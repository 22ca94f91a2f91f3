//! `chainroute stats|health`: Node-wide summaries.

use serde::{Deserialize, Serialize};
use std::collections::BTreeMap;

use crate::client::NodeClient;

#[derive(Serialize, Deserialize)]
struct ChainStats {
    payments: usize,
    confirmed: usize,
    failed: usize,
    volume_usd: f64,
    fees_usd: f64,
}

#[derive(Serialize, Deserialize)]
struct StatsResponse {
    total_payments: usize,
    by_chain: BTreeMap<String, ChainStats>,
    by_status: BTreeMap<String, usize>,
    avg_confirmation_time_ms: Option<f64>,
    enabled_chains: Vec<String>,
}

#[derive(Serialize, Deserialize)]
struct HealthResponse {
    status: String,
    version: String,
    uptime_secs: u64,
    payments: usize,
    enabled_chains: usize,
}

pub async fn run(client: &NodeClient) -> anyhow::Result<()> {
    let stats: StatsResponse = client.get("/stats").await?;
    if client.print_json(&stats)? {
        return Ok(());
    }

    println!("Payments: {}", stats.total_payments);
    for (status, count) in &stats.by_status {
        println!("  {:<10} {}", status, count);
    }
    match stats.avg_confirmation_time_ms {
        Some(ms) => println!("Average confirmation: {:.0} ms", ms),
        None => println!("Average confirmation: n/a"),
    }
    println!("Enabled chains: {}", stats.enabled_chains.join(", "));
    println!();
    println!(
        "  {:<12} {:>8} {:>10} {:>8} {:>14} {:>10}",
        "CHAIN", "ROUTED", "CONFIRMED", "FAILED", "VOLUME(USD)", "FEES(USD)"
    );
    for (chain, s) in &stats.by_chain {
        println!(
            "  {:<12} {:>8} {:>10} {:>8} {:>14.2} {:>10.4}",
            chain, s.payments, s.confirmed, s.failed, s.volume_usd, s.fees_usd
        );
    }
    Ok(())
}

pub async fn health(client: &NodeClient) -> anyhow::Result<()> {
    let health: HealthResponse = client.get("/health").await?;
    if !client.print_json(&health)? {
        println!("Node Status:");
        println!("  Status:         {}", health.status);
        println!("  Version:        {}", health.version);
        println!("  Uptime:         {}s", health.uptime_secs);
        println!("  Payments:       {}", health.payments);
        println!("  Enabled chains: {}", health.enabled_chains);
    }
    Ok(())
}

•••

Go through the listing and copy each line with the string "Result".

pub async fn run(client: &NodeClient) -> anyhow::Result<()> {
pub async fn health(client: &NodeClient) -> anyhow::Result<()> {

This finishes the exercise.